··· Source material ···

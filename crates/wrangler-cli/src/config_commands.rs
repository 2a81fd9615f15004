//! Settings subcommands.

use std::path::PathBuf;

use clap::Subcommand;

#[derive(Subcommand)]
pub enum ConfigCommand {
    /// Show all current settings
    Show,

    /// Point at an existing llama.cpp checkout with a built server
    SetToolchain {
        path: PathBuf,
    },

    /// Update settings
    Set {
        /// Server port (>= 1024)
        #[arg(long)]
        server_port: Option<u16>,
        /// Default quantization level
        #[arg(long)]
        quant_level: Option<String>,
        /// Delete the original model after a successful quantization
        #[arg(long)]
        delete_original: Option<bool>,
        /// Directory downloads are written to
        #[arg(long)]
        models_dir: Option<PathBuf>,
        /// Directory holding the download helper scripts
        #[arg(long)]
        scripts_dir: Option<PathBuf>,
        /// Alternate (Metal) install root
        #[arg(long)]
        alt_root: Option<PathBuf>,
        /// Server context size (512-1000000)
        #[arg(long)]
        context_size: Option<u32>,
    },
}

···

**What to do**
Across the records above, how many lines hold the string "Option"? The number alone will do.

**Exercise output**
7